Scusa allora non ho capito. Tu vuoi abilitare il sistema a 2 fattori sul tuo pc?

----------

## cloc3

 *fedeliallalinea wrote:*   

> 
> 
> Scusa allora non ho capito. Tu vuoi abilitare il sistema a 2 fattori sul tuo pc?

 

cerco un'applicazione che risponda alle richieste di autenticazione 2fa dei siti web sostituendo il telefonino.

----------

## fturco

Puoi provare KeePassXC.

----------

## ilnanny

 *fturco wrote:*   

> Puoi provare KeePassXC.

 

ma per utilizzarlo anche per recuperare le password da lastpass devo utilizzare la use flag browser  o network ?

----------

## fturco

Non saprei, non ho mai usato lastpass...

----------

## ilnanny

 *fturco wrote:*   

> Non saprei, non ho mai usato lastpass...

 

ok -

per sincronizzarlo con lastpass ,magari con il plugin web bisogna compilarlo con le use : autotype browser network .
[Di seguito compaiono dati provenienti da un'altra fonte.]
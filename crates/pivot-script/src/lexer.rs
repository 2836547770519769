//! Lexer for Pivot scripts.
//!
//! Scripts are indentation-based. The lexer turns leading whitespace into `Indent` and
//! `Dedent` tokens so the parser never looks at columns. Lines inside parentheses are
//! joined, and blank or comment-only lines are dropped.

// Positions always sit on UTF-8 character boundaries, so slicing the source is safe.
#![allow(clippy::string_slice)]

use std::fmt;

/// A byte range in the source code.
#[derive(Debug, Clone, Copy, PartialEq, Eq, Default)]
pub struct Span {
    pub start: usize,
    pub end: usize,
}

impl Span {
    pub const fn new(start: usize, end: usize) -> Self {
        Self { start, end }
    }

    /// 1-based line and column of the span start.
    pub fn line_col(self, source: &str) -> (usize, usize) {
        let before = source.get(..self.start).unwrap_or(source);
        let line = before.matches('\n').count() + 1;
        let column = before
            .rsplit('\n')
            .next()
            .map_or(0, |tail| tail.chars().count())
            + 1;
        (line, column)
    }
}

/// A value with its source span.
pub type Spanned<T> = (T, Span);

#[derive(Clone, Debug, PartialEq)]
pub enum Token<'src> {
    // Literals
    Number(f64),
    String(&'src str),

    Ident(&'src str),

    // Keywords
    Component,
    System,
    Event,
    If,
    Else,
    While,
    Emit,
    True,
    False,
    And,
    Or,
    Not,

    // Operators
    Plus,
    Minus,
    Star,
    Slash,
    Percent,
    Assign,
    EqEq,
    NotEq,
    Lt,
    Gt,
    LtEq,
    GtEq,
    AndAnd,
    OrOr,
    Bang,

    // Delimiters
    Dot,
    Comma,
    LParen,
    RParen,

    // Structure
    Newline,
    Indent,
    Dedent,
}

impl fmt::Display for Token<'_> {
    fn fmt(&self, f: &mut fmt::Formatter<'_>) -> fmt::Result {
        match self {
            Self::Number(n) => write!(f, "{n}"),
            Self::String(s) => write!(f, "\"{s}\""),
            Self::Ident(s) => write!(f, "{s}"),
            Self::Component => write!(f, "component"),
            Self::System => write!(f, "system"),
            Self::Event => write!(f, "event"),
            Self::If => write!(f, "if"),
            Self::Else => write!(f, "else"),
            Self::While => write!(f, "while"),
            Self::Emit => write!(f, "emit"),
            Self::True => write!(f, "True"),
            Self::False => write!(f, "False"),
            Self::And => write!(f, "and"),
            Self::Or => write!(f, "or"),
            Self::Not => write!(f, "not"),
            Self::Plus => write!(f, "+"),
            Self::Minus => write!(f, "-"),
            Self::Star => write!(f, "*"),
            Self::Slash => write!(f, "/"),
            Self::Percent => write!(f, "%"),
            Self::Assign => write!(f, "="),
            Self::EqEq => write!(f, "=="),
            Self::NotEq => write!(f, "!="),
            Self::Lt => write!(f, "<"),
            Self::Gt => write!(f, ">"),
            Self::LtEq => write!(f, "<="),
            Self::GtEq => write!(f, ">="),
            Self::AndAnd => write!(f, "&&"),
            Self::OrOr => write!(f, "||"),
            Self::Bang => write!(f, "!"),
            Self::Dot => write!(f, "."),
            Self::Comma => write!(f, ","),
            Self::LParen => write!(f, "("),
            Self::RParen => write!(f, ")"),
            Self::Newline => write!(f, "end of line"),
            Self::Indent => write!(f, "indent"),
            Self::Dedent => write!(f, "dedent"),
        }
    }
}

/// Lexer error.
#[derive(Debug, Clone, PartialEq, Eq)]
pub struct LexError {
    pub message: String,
    pub span: Span,
}

impl fmt::Display for LexError {
    fn fmt(&self, f: &mut fmt::Formatter<'_>) -> fmt::Result {
        write!(f, "{} at {:?}", self.message, self.span)
    }
}

/// Lex a script into tokens. Every logical line ends with `Newline`.
pub fn lex(source: &str) -> Result<Vec<Spanned<Token<'_>>>, LexError> {
    Lexer::new(source).lex()
}

struct Lexer<'src> {
    source: &'src str,
    pos: usize,
    indent_stack: Vec<usize>,
    /// Open parentheses; newlines inside them are ignored.
    depth: usize,
}

impl<'src> Lexer<'src> {
    fn new(source: &'src str) -> Self {
        Self {
            source,
            pos: 0,
            indent_stack: vec![0],
            depth: 0,
        }
    }

    fn lex(mut self) -> Result<Vec<Spanned<Token<'src>>>, LexError> {
        let mut tokens = Vec::new();
        let mut at_line_start = true;

        while self.pos < self.source.len() {
            if at_line_start {
                at_line_start = false;
                let line_start = self.pos;
                let indent = self.count_indent();
                if self.at_blank_line() {
                    self.skip_line();
                    at_line_start = true;
                    continue;
                }
                self.indent(indent, line_start, &mut tokens)?;
            }

            self.skip_hspace();
            if self.pos >= self.source.len() {
                break;
            }

            match self.current() {
                '#' => self.skip_comment(),
                '\n' => {
                    let start = self.pos;
                    self.advance();
                    if self.depth == 0 {
                        tokens.push((Token::Newline, Span::new(start, self.pos)));
                        at_line_start = true;
                    }
                }
                _ => {
                    let token = self.lex_token()?;
                    tokens.push(token);
                }
            }
        }

        if self.depth > 0 {
            return Err(LexError {
                message: "unclosed parenthesis".to_string(),
                span: Span::new(self.pos, self.pos),
            });
        }
        if tokens
            .last()
            .is_some_and(|(token, _)| *token != Token::Newline)
        {
            tokens.push((Token::Newline, Span::new(self.pos, self.pos)));
        }

        // Final dedents
        while self.indent_stack.len() > 1 {
            self.indent_stack.pop();
            tokens.push((Token::Dedent, Span::new(self.pos, self.pos)));
        }

        Ok(tokens)
    }

    fn indent(
        &mut self,
        indent: usize,
        line_start: usize,
        tokens: &mut Vec<Spanned<Token<'src>>>,
    ) -> Result<(), LexError> {
        let current = self.indent_stack.last().copied().unwrap_or(0);
        let span = Span::new(line_start, self.pos);
        if indent > current {
            self.indent_stack.push(indent);
            tokens.push((Token::Indent, span));
            return Ok(());
        }
        while indent < self.indent_stack.last().copied().unwrap_or(0) {
            self.indent_stack.pop();
            tokens.push((Token::Dedent, span));
        }
        if indent == self.indent_stack.last().copied().unwrap_or(0) {
            Ok(())
        } else {
            Err(LexError {
                message: "inconsistent dedent".to_string(),
                span,
            })
        }
    }

    fn current(&self) -> char {
        self.source[self.pos..].chars().next().unwrap_or('\0')
    }

    fn peek(&self) -> char {
        self.source[self.pos..].chars().nth(1).unwrap_or('\0')
    }

    fn advance(&mut self) {
        if self.pos < self.source.len() {
            self.pos += self.current().len_utf8();
        }
    }

    fn count_indent(&mut self) -> usize {
        let mut count = 0;
        while self.pos < self.source.len() {
            match self.current() {
                // A tab and a space both count as one unit
                '\t' | ' ' => {
                    count += 1;
                    self.advance();
                }
                '\r' => self.advance(),
                _ => break,
            }
        }
        count
    }

    fn at_blank_line(&self) -> bool {
        matches!(self.current(), '\n' | '#' | '\0')
    }

    fn skip_line(&mut self) {
        self.skip_comment();
        self.advance();
    }

    fn skip_hspace(&mut self) {
        while self.pos < self.source.len() {
            match self.current() {
                ' ' | '\t' | '\r' => self.advance(),
                _ => break,
            }
        }
    }

    fn skip_comment(&mut self) {
        while self.pos < self.source.len() && self.current() != '\n' {
            self.advance();
        }
    }

    fn lex_token(&mut self) -> Result<Spanned<Token<'src>>, LexError> {
        let start = self.pos;
        let c = self.current();

        if c == '"' {
            return self.lex_string();
        }
        if c.is_ascii_digit() {
            return self.lex_number();
        }
        if c.is_alphabetic() || c == '_' {
            return Ok(self.lex_ident());
        }

        let next = self.peek();
        let (token, width) = match (c, next) {
            ('=', '=') => (Token::EqEq, 2),
            ('!', '=') => (Token::NotEq, 2),
            ('<', '=') => (Token::LtEq, 2),
            ('>', '=') => (Token::GtEq, 2),
            ('&', '&') => (Token::AndAnd, 2),
            ('|', '|') => (Token::OrOr, 2),
            ('+', _) => (Token::Plus, 1),
            ('-', _) => (Token::Minus, 1),
            ('*', _) => (Token::Star, 1),
            ('/', _) => (Token::Slash, 1),
            ('%', _) => (Token::Percent, 1),
            ('=', _) => (Token::Assign, 1),
            ('<', _) => (Token::Lt, 1),
            ('>', _) => (Token::Gt, 1),
            ('!', _) => (Token::Bang, 1),
            ('.', _) => (Token::Dot, 1),
            (',', _) => (Token::Comma, 1),
            ('(', _) => {
                self.depth += 1;
                (Token::LParen, 1)
            }
            (')', _) => {
                self.depth = self.depth.checked_sub(1).ok_or_else(|| LexError {
                    message: "unmatched `)`".to_string(),
                    span: Span::new(start, start + 1),
                })?;
                (Token::RParen, 1)
            }
            _ => {
                return Err(LexError {
                    message: format!("unexpected character: {c:?}"),
                    span: Span::new(start, start + c.len_utf8()),
                });
            }
        };
        for _ in 0..width {
            self.advance();
        }

        Ok((token, Span::new(start, self.pos)))
    }

    fn lex_string(&mut self) -> Result<Spanned<Token<'src>>, LexError> {
        let start = self.pos;
        self.advance(); // opening quote

        let content_start = self.pos;
        while self.pos < self.source.len() && self.current() != '"' {
            if self.current() == '\n' {
                break;
            }
            self.advance();
        }
        if self.current() != '"' {
            return Err(LexError {
                message: "unterminated string".to_string(),
                span: Span::new(start, self.pos),
            });
        }

        let content = &self.source[content_start..self.pos];
        self.advance(); // closing quote

        Ok((Token::String(content), Span::new(start, self.pos)))
    }

    fn lex_number(&mut self) -> Result<Spanned<Token<'src>>, LexError> {
        let start = self.pos;

        while self.current().is_ascii_digit() {
            self.advance();
        }
        if self.current() == '.' && self.peek().is_ascii_digit() {
            self.advance();
            while self.current().is_ascii_digit() {
                self.advance();
            }
        }

        let text = &self.source[start..self.pos];
        let value: f64 = text.parse().map_err(|_| LexError {
            message: format!("invalid number: {text}"),
            span: Span::new(start, self.pos),
        })?;

        Ok((Token::Number(value), Span::new(start, self.pos)))
    }

    fn lex_ident(&mut self) -> Spanned<Token<'src>> {
        let start = self.pos;
        while self.current().is_alphanumeric() || self.current() == '_' {
            self.advance();
        }

        let text = &self.source[start..self.pos];
        let token = match text {
            "component" => Token::Component,
            "system" => Token::System,
            "event" => Token::Event,
            "if" => Token::If,
            "else" => Token::Else,
            "while" => Token::While,
            "emit" => Token::Emit,
            "True" => Token::True,
            "False" => Token::False,
            "and" => Token::And,
            "or" => Token::Or,
            "not" => Token::Not,
            _ => Token::Ident(text),
        };

        (token, Span::new(start, self.pos))
    }
}
//! Tree-walking execution of system bodies.
//!
//! Component values are copied in on read and written back through the
//! [`ArrayCombination`] at the end of each assigning statement, so a script never holds
//! a live reference into storage.

use std::sync::Arc;

use hashbrown::HashMap;
use pivot_data::{BasicType, DVec3, Record, Type, Value};
use pivot_ecs::{
    ArrayCombination, ComponentId, EcsError, Entity, Event, EventIndex, EventWithComponent,
};
use tracing::trace;

use crate::ast::{Expr, Place, Stmt, SystemDecl};
use crate::builtins::Builtins;
use crate::check::Schemas;
use crate::error::{ScriptError, ScriptResult};
use crate::ops;

/// Limits applied to every system run.
#[derive(Debug, Clone, Copy, PartialEq, Eq)]
pub struct InterpreterConfig {
    /// Statements and loop iterations one system invocation may execute. `None` is unbounded.
    pub step_budget: Option<u64>,
}

impl Default for InterpreterConfig {
    fn default() -> Self {
        Self {
            step_budget: Some(1_000_000),
        }
    }
}

/// A checked system body, ready to run against a scene.
#[derive(Debug, Clone)]
pub struct CompiledSystem {
    decl: Arc<SystemDecl>,
    source: Arc<str>,
    schemas: Arc<Schemas>,
    events: Arc<EventIndex>,
    builtins: Builtins,
    config: InterpreterConfig,
}

impl CompiledSystem {
    pub fn new(
        decl: Arc<SystemDecl>,
        source: Arc<str>,
        schemas: Arc<Schemas>,
        events: Arc<EventIndex>,
        builtins: Builtins,
        config: InterpreterConfig,
    ) -> Self {
        Self {
            decl,
            source,
            schemas,
            events,
            builtins,
            config,
        }
    }

    pub fn name(&self) -> &str {
        &self.decl.name
    }

    /// Run the body once for every combination of entities matching the parameters.
    ///
    /// Returns the events emitted, in emission order.
    pub fn run(
        &self,
        combination: &mut ArrayCombination<'_>,
        event: &EventWithComponent,
    ) -> ScriptResult<Vec<Event>> {
        let mut candidates = Vec::with_capacity(self.decl.params.len());
        for param in &self.decl.params {
            let mut ids = Vec::with_capacity(param.components.len());
            for component in &param.components {
                ids.push(component_id(combination, &self.decl.name, component)?);
            }
            let entities = combination.matching_entities(&ids);
            if entities.is_empty() {
                trace!(system = %self.decl.name, "no matching entities");
                return Ok(Vec::new());
            }
            candidates.push(entities);
        }

        let mut exec = Exec {
            system: self,
            combination,
            entities: HashMap::new(),
            locals: HashMap::new(),
            steps: 0,
            emitted: Vec::new(),
        };

        // Odometer over the cartesian product of the candidate lists
        let mut cursor = vec![0_usize; candidates.len()];
        loop {
            exec.reset(event, &candidates, &cursor);
            exec.block(&self.decl.body)?;

            let mut i = cursor.len();
            loop {
                if i == 0 {
                    return Ok(exec.emitted);
                }
                i -= 1;
                cursor[i] += 1;
                if cursor[i] < candidates[i].len() {
                    break;
                }
                cursor[i] = 0;
            }
        }
    }
}

fn component_id(
    combination: &ArrayCombination<'_>,
    system: &str,
    component: &str,
) -> ScriptResult<ComponentId> {
    combination.component_id(component).ok_or_else(|| {
        ScriptError::Ecs(EcsError::UnregisteredComponent {
            component: component.to_string(),
            owner: system.to_string(),
        })
    })
}

/// State of one system invocation.
struct Exec<'s, 'c, 'a> {
    system: &'s CompiledSystem,
    combination: &'c mut ArrayCombination<'a>,
    entities: HashMap<&'s str, Entity>,
    locals: HashMap<String, Value>,
    steps: u64,
    emitted: Vec<Event>,
}

impl<'s> Exec<'s, '_, '_> {
    /// Bind the event roles, the payload and the current parameter combination.
    fn reset(&mut self, event: &EventWithComponent, candidates: &[Vec<Entity>], cursor: &[usize]) {
        let system = self.system;
        let decl = &*system.decl;
        self.entities.clear();
        self.locals.clear();

        for (i, role) in decl.event.roles.iter().enumerate() {
            if let (Some(name), Some(entity)) = (role.name.as_deref(), event.entity(i)) {
                self.entities.insert(name, entity);
            }
        }
        for ((param, entities), &at) in decl.params.iter().zip(candidates).zip(cursor) {
            if let Some(name) = param.name.as_deref() {
                self.entities.insert(name, entities[at]);
            }
        }
        if let Some(payload) = &decl.event.payload {
            self.locals
                .insert(payload.name.clone(), event.event.payload.clone());
        }
    }

    fn step(&mut self) -> ScriptResult<()> {
        self.steps += 1;
        match self.system.config.step_budget {
            Some(budget) if self.steps > budget => Err(ScriptError::StepBudgetExceeded {
                system: self.system.decl.name.clone(),
                budget,
            }),
            _ => Ok(()),
        }
    }

    fn block(&mut self, stmts: &'s [Stmt]) -> ScriptResult<()> {
        for stmt in stmts {
            self.stmt(stmt)?;
        }
        Ok(())
    }

    fn stmt(&mut self, stmt: &'s Stmt) -> ScriptResult<()> {
        self.step()?;
        match stmt {
            Stmt::Assign { target, value, .. } => {
                let value = self.eval(value)?;
                self.assign(target, value)
            }
            Stmt::Declare {
                ty, name, value, ..
            } => {
                let ty = self.system.schemas.resolve(ty, &self.system.source)?;
                let value = coerce(self.eval(value)?, &ty, name)?;
                self.locals.insert(name.clone(), value);
                Ok(())
            }
            Stmt::Expr(expr) => {
                self.eval(expr)?;
                Ok(())
            }
            Stmt::If {
                cond,
                then,
                otherwise,
                ..
            } => {
                if self.condition(cond)? {
                    self.block(then)
                } else {
                    self.block(otherwise)
                }
            }
            Stmt::While { cond, body, .. } => {
                while self.condition(cond)? {
                    self.block(body)?;
                    self.step()?;
                }
                Ok(())
            }
            Stmt::Emit { event, args, .. } => self.emit(event, args),
        }
    }

    fn condition(&mut self, cond: &'s Expr) -> ScriptResult<bool> {
        let value = self.eval(cond)?;
        value
            .as_boolean()
            .ok_or_else(|| ScriptError::ConditionNotBoolean {
                found: value.type_of(),
            })
    }

    fn assign(&mut self, target: &Place, value: Value) -> ScriptResult<()> {
        if let Some(&entity) = self.entities.get(target.root.as_str()) {
            let Some((component, path)) = target.path.split_first() else {
                return Err(ScriptError::EntityAsValue {
                    name: target.root.clone(),
                });
            };
            let id = component_id(self.combination, &self.system.decl.name, component)?;
            let mut current = self.component(entity, id, component)?;
            set_path(&mut current, path, value, target)?;
            self.combination.set(entity, id, current)?;
            return Ok(());
        }

        match self.locals.get_mut(target.root.as_str()) {
            Some(local) => set_path(local, &target.path, value, target),
            None if target.path.is_empty() => {
                self.locals.insert(target.root.clone(), value);
                Ok(())
            }
            None => Err(self.unknown_variable(&target.root)),
        }
    }

    fn component(&self, entity: Entity, id: ComponentId, name: &str) -> ScriptResult<Value> {
        self.combination.get(entity, id).cloned().ok_or_else(|| {
            ScriptError::Ecs(EcsError::MissingComponent {
                entity,
                component: name.to_string(),
            })
        })
    }

    fn eval(&mut self, expr: &'s Expr) -> ScriptResult<Value> {
        match expr {
            Expr::Literal(value, _) => Ok(value.clone()),
            Expr::Var(name, _) => {
                if self.entities.contains_key(name.as_str()) {
                    return Err(ScriptError::EntityAsValue { name: name.clone() });
                }
                self.locals
                    .get(name)
                    .cloned()
                    .ok_or_else(|| self.unknown_variable(name))
            }
            Expr::Field(base, field, _) => {
                if let Expr::Var(root, _) = &**base {
                    if let Some(&entity) = self.entities.get(root.as_str()) {
                        let id = component_id(self.combination, &self.system.decl.name, field)?;
                        return self.component(entity, id, field);
                    }
                }
                let base = self.eval(base)?;
                field_of(&base, field)
            }
            Expr::Unary(op, operand, _) => {
                let operand = self.eval(operand)?;
                ops::unary(*op, &operand)
            }
            Expr::Binary(op, left, right, _) => {
                let left = self.eval(left)?;
                let right = self.eval(right)?;
                ops::binary(*op, &left, &right)
            }
            Expr::Call(name, args, _) => {
                let mut values = Vec::with_capacity(args.len());
                for arg in args {
                    values.push(self.eval(arg)?);
                }
                self.system
                    .builtins
                    .call(&self.system.decl.name, name, &values)
            }
            Expr::Vector(parts, _) => {
                let [x, y, z] = &**parts;
                let x = self.number(x)?;
                let y = self.number(y)?;
                let z = self.number(z)?;
                Ok(Value::Vec3(DVec3::new(x, y, z)))
            }
        }
    }

    fn number(&mut self, expr: &'s Expr) -> ScriptResult<f64> {
        let value = self.eval(expr)?;
        value
            .as_number()
            .ok_or_else(|| ScriptError::VectorComponent {
                found: value.type_of(),
            })
    }

    fn emit(&mut self, event: &str, args: &'s [Expr]) -> ScriptResult<()> {
        let invalid = |reason: &str| ScriptError::InvalidEmit {
            event: event.to_string(),
            system: self.system.decl.name.clone(),
            reason: reason.to_string(),
        };
        let description = self
            .system
            .events
            .get(event)
            .ok_or_else(|| invalid("unregistered event"))?;
        let roles = description.roles.len();
        let payload_type = description.payload.clone();

        let mut entities = Vec::with_capacity(roles);
        for arg in args.iter().take(roles) {
            let entity = match arg {
                Expr::Var(name, _) => self.entities.get(name.as_str()).copied(),
                _ => None,
            };
            let entity =
                entity.ok_or_else(|| invalid("entity arguments must be entity bindings"))?;
            entities.push(entity);
        }

        let payload = match args.get(roles) {
            Some(expr) => coerce(self.eval(expr)?, &payload_type, event)?,
            None => Value::Record(Record::new()),
        };
        trace!(system = %self.system.decl.name, event, "event emitted");
        self.emitted.push(Event::new(event, entities, payload));
        Ok(())
    }

    fn unknown_variable(&self, name: &str) -> ScriptError {
        ScriptError::UnknownVariable {
            name: name.to_string(),
            system: self.system.decl.name.clone(),
        }
    }
}

/// `value` as a `expected`; a plain value is wrapped into an optional of its type.
fn coerce(value: Value, expected: &Type, target: &str) -> ScriptResult<Value> {
    let found = value.type_of();
    if &found == expected {
        return Ok(value);
    }
    if let Type::Optional(inner) = expected {
        if found == **inner {
            return Ok(Value::some(value));
        }
    }
    Err(ScriptError::AssignmentType {
        target: target.to_string(),
        expected: expected.clone(),
        found,
    })
}

/// Replace the value at `path` below `slot`, keeping the slot's type.
fn set_path(slot: &mut Value, path: &[String], value: Value, target: &Place) -> ScriptResult<()> {
    let Some((field, rest)) = path.split_first() else {
        let expected = slot.type_of();
        *slot = coerce(value, &expected, &target.to_string())?;
        return Ok(());
    };

    if let Value::Record(record) = &mut *slot {
        if let Some(child) = record.get_mut(field.as_str()) {
            return set_path(child, rest, value, target);
        }
    }
    if let (Value::Vec3(vector), true) = (&mut *slot, rest.is_empty()) {
        if let Some(axis) = axis_mut(vector, field) {
            *axis = value.as_number().ok_or_else(|| ScriptError::AssignmentType {
                target: target.to_string(),
                expected: Type::Basic(BasicType::Number),
                found: value.type_of(),
            })?;
            return Ok(());
        }
    }
    Err(ScriptError::UnknownField {
        field: field.clone(),
        ty: slot.type_of(),
    })
}

fn field_of(value: &Value, field: &str) -> ScriptResult<Value> {
    let found = match value {
        Value::Record(record) => record.get(field).cloned(),
        Value::Vec3(vector) => match field {
            "x" => Some(Value::Number(vector.x)),
            "y" => Some(Value::Number(vector.y)),
            "z" => Some(Value::Number(vector.z)),
            _ => None,
        },
        _ => None,
    };
    found.ok_or_else(|| ScriptError::UnknownField {
        field: field.to_string(),
        ty: value.type_of(),
    })
}

fn axis_mut<'v>(vector: &'v mut DVec3, axis: &str) -> Option<&'v mut f64> {
    match axis {
        "x" => Some(&mut vector.x),
        "y" => Some(&mut vector.y),
        "z" => Some(&mut vector.z),
        _ => None,
    }
}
(solo per completezza   :Laughing:  )

----------

## cloc3

 *fturco wrote:*   

> Puoi provare KeePassXC.

 

in che senso?

ho installato app-admin/keepassxc, ma mi pare che si tratti di un database locale che memorizza le password personali.

io sto cercando un programma che permetta, ad esempio, di inquadrare il qrcode di posteid e di gestire lo scambio dei codici otp, schippando l'uso di una applicazione android.

----------

## fturco

KeePassXC supporta la gestione dei codici OTP, ma occorre inserire una chiave particolare al posto del codice QR. Alcuni siti web forniscono la chiave direttamente. Molti altri credo non lo facciano. Ad ogni modo io utilizzo AndOTP sul mio smartphone Android. AndOTP acquisisce i codici QR come al solito, ma può esportare il suo database in un formato che mostra le particolari chiavi di cui accennavo prima. In questo modo posso trasferirle manualmente su KeePassXC sul mio computer desktop. Probabilmente esiste una soluzione più semplice a questo problema ma finora non ho avuto modo di dedicare del tempo ad individuarla...

Edit: https://www.reddit.com/r/security/comments/8ys1ki/what_is_totp_for_keepassxc_and_how_to_use_it/

----------

## cloc3

 *fturco wrote:*   

> KeePassXC supporta la gestione dei codici OTP, ma occorre inserire una chiave particolare al posto del codice QR.

 

questa chiave si può estrarre dall'icona QR?

non capisco il motivo di utilizzare necessariamente una app android per ottenerla.

----------

## fturco

Non ho mai provato personalmente, ma probabilmente puoi salvare l'immagine QR su disco dal browser e poi utilizzare un programma come media-gfx/zbar per ottenere il codice da copiare su KeePassXC.

----------

## ilnanny

scusate se riprendo la discussione ,ma dopo aver provato keepassxc ,non credo vada bene per l'utilizzo richiesto nel titolo del post .

Io utilizzo un estensione per firefox ,che è anche un applicazione per cellulare android ,non sò per altri sistemi) si chiama lastpass

e fà un ottimo lavoro oltre a tante altre features es :note-sicure .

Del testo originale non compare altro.